Another odious policy that has accompanied preparations for the Olympics and Paralympics is that homeless people have been hidden or driven away by such measures as the installation of anti-homeless urban furniture.
Almost 1,000 students were forced to vacate their university accommodation (provided by the official student services organisation) for police officers, firefighters and healthcare workers on duty during the Games. Many of them reported their shock at being met by utterly squalid conditions, including cockroaches, mould and mice. In addition to the filth, what is shocking is that it has taken the Olympics to expose the living conditions of students, despite repeated denunciation by their unions.
The reconfiguration of roads for the Games, meanwhile, carries severe consequences for public health – for example, blocking access to one of the largest maternity hospitals in the region. The authorities are now considering opening the reserved lanes for medical emergencies. I find it hard to understand how this was not the default setting.

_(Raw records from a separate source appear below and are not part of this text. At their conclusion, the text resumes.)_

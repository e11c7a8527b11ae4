//! Error types for problem loading and answer collection.
//!
//! Defined in `quizrun-core` so the session engine can return structured
//! errors without string matching. Timer expiry is not an error anywhere in
//! this taxonomy; it is a normal terminal transition of the session.

use std::path::PathBuf;

use thiserror::Error;

/// Errors that can occur while loading a problem set.
#[derive(Debug, Error)]
pub enum LoadError {
    /// The problem file could not be read (missing or unreadable).
    #[error("failed to read problem file {path}: {source}")]
    Io {
        path: PathBuf,
        #[source]
        source: std::io::Error,
    },

    /// The problem file is not valid YAML of the expected shape.
    #[error("failed to parse problem file {path}: {source}")]
    Parse {
        path: PathBuf,
        #[source]
        source: serde_yaml::Error,
    },
}

/// Errors that can occur when reading an answer from a respondent.
#[derive(Debug, Error)]
pub enum RespondentError {
    /// The input stream ended (closed stdin, exhausted script).
    #[error("input stream closed")]
    Eof,

    /// Reading the answer failed with an I/O error.
    #[error("failed to read answer: {0}")]
    Io(#[from] std::io::Error),

    /// The background answer task died before producing a result.
    #[error("answer task failed: {0}")]
    TaskFailed(String),
}

/// A session aborted by a respondent failure.
///
/// Carries the score accumulated before the abort together with the 1-based
/// number of the problem whose answer collection failed.
#[derive(Debug, Error)]
#[error("answer input failed on problem {problem}: {source}")]
pub struct SessionError {
    /// Correct answers accumulated before the failure.
    pub score: usize,
    /// 1-based number of the problem being presented when the read failed.
    pub problem: usize,
    #[source]
    pub source: RespondentError,
}

#[cfg(test)]
mod tests {
    use super::*;

    #[test]
    fn session_error_display_includes_problem_and_cause() {
        let err = SessionError {
            score: 3,
            problem: 4,
            source: RespondentError::Eof,
        };
        let msg = err.to_string();
        assert!(msg.contains("problem 4"), "got: {msg}");
        assert!(msg.contains("input stream closed"), "got: {msg}");
    }

    #[test]
    fn load_error_display_includes_path() {
        let err = LoadError::Io {
            path: PathBuf::from("missing.yaml"),
            source: std::io::Error::from(std::io::ErrorKind::NotFound),
        };
        assert!(err.to_string().contains("missing.yaml"));
    }
}
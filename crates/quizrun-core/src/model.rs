//! Core data model types for quizrun.
//!
//! These are the fundamental types the rest of the system uses to represent
//! problems and ordered problem sets.

use serde::{Deserialize, Serialize};

/// A single question paired with its accepted exact-match answer.
#[derive(Debug, Clone, PartialEq, Eq, Serialize, Deserialize)]
pub struct Problem {
    /// The question text shown to the respondent.
    pub question: String,
    /// The expected answer. Submitted answers are trimmed before comparison;
    /// the stored answer is compared as-is.
    pub answer: String,
}

/// An ordered collection of problems.
///
/// Position is presentation order; the 1-based problem number shown to the
/// respondent derives from it.
#[derive(Debug, Clone, Default, Serialize, Deserialize)]
pub struct ProblemSet {
    #[serde(default)]
    pub problems: Vec<Problem>,
}

impl ProblemSet {
    /// Number of problems in the set.
    pub fn len(&self) -> usize {
        self.problems.len()
    }

    pub fn is_empty(&self) -> bool {
        self.problems.is_empty()
    }

    /// Iterate over problems in presentation order.
    pub fn iter(&self) -> std::slice::Iter<'_, Problem> {
        self.problems.iter()
    }
}

#[cfg(test)]
mod tests {
    use super::*;

    #[test]
    fn problem_serde_roundtrip() {
        let problem = Problem {
            question: "What is the capital of UK".into(),
            answer: "London".into(),
        };
        let json = serde_json::to_string(&problem).unwrap();
        let deserialized: Problem = serde_json::from_str(&json).unwrap();
        assert_eq!(deserialized, problem);
    }

    #[test]
    fn problem_set_from_yaml() {
        let yaml = r#"
problems:
  - question: What is the capital of UK
    answer: London
  - question: What is 5 + 10
    answer: "15"
"#;
        let set: ProblemSet = serde_yaml::from_str(yaml).unwrap();
        assert_eq!(set.len(), 2);
        assert_eq!(set.problems[0].question, "What is the capital of UK");
        assert_eq!(set.problems[0].answer, "London");
        assert_eq!(set.problems[1].answer, "15");
    }

    #[test]
    fn problem_set_preserves_order() {
        let set = ProblemSet {
            problems: (0..5)
                .map(|i| Problem {
                    question: format!("q{i}"),
                    answer: format!("a{i}"),
                })
                .collect(),
        };
        let questions: Vec<&str> = set.iter().map(|p| p.question.as_str()).collect();
        assert_eq!(questions, vec!["q0", "q1", "q2", "q3", "q4"]);
    }
}
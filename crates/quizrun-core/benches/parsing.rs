use criterion::{black_box, criterion_group, criterion_main, Criterion};

use quizrun_core::parser::{parse_problems_str, validate_problem_set};

fn bench_yaml_parsing(c: &mut Criterion) {
    let mut group = c.benchmark_group("yaml_parsing");

    let small = generate_problems_yaml(5);
    let medium = generate_problems_yaml(100);
    let large = generate_problems_yaml(1000);

    group.bench_function("5_problems", |b| {
        b.iter(|| parse_problems_str(black_box(&small)))
    });

    group.bench_function("100_problems", |b| {
        b.iter(|| parse_problems_str(black_box(&medium)))
    });

    group.bench_function("1000_problems", |b| {
        b.iter(|| parse_problems_str(black_box(&large)))
    });

    group.finish();
}

fn bench_validation(c: &mut Criterion) {
    let mut group = c.benchmark_group("validation");

    let set = parse_problems_str(&generate_problems_yaml(1000)).unwrap();

    group.bench_function("1000_problems", |b| {
        b.iter(|| validate_problem_set(black_box(&set)))
    });

    group.finish();
}

fn generate_problems_yaml(n: usize) -> String {
    let mut s = String::from("problems:\n");
    for i in 0..n {
        s.push_str(&format!(
            "  - question: What is {i} plus {i}\n    answer: \"{}\"\n",
            i * 2
        ));
    }
    s
}

criterion_group!(benches, bench_yaml_parsing, bench_validation);
criterion_main!(benches);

The Olympics and Paralympics could have been an opportunity to address the fact that 91% of Paris Métro stations are inaccessible to disabled people. But instead this massive problem has simply been neglected.
The doubling of Métro fares (contrary to the bid proposal promise of free public transport), as well as the requirement to obtain a QR code to travel in certain areas of Paris, does not make transportation more inclusive. Many undocumented workers who provide delivery services from restaurants in the restricted zones will be unable to gain access to the precious Sésame card.
The surveillance extends well beyond QR codes. The legalisation of algorithmic surveillance, which allows for real-time behaviour analysis using AI to anticipate supposedly suspicious acts, is a “violation of the right to privacy”, according to Amnesty International. This system, fuelled by human biases against certain populations, will be amplified. Moreover, it will persist beyond the Olympic Games.
The majestic and captivating fable presented to the world during the opening ceremony barely conceals the many injustices on which these Olympic and Paralympic Games have been built. Paris shone brightly, showcasing its best face, but at what cost?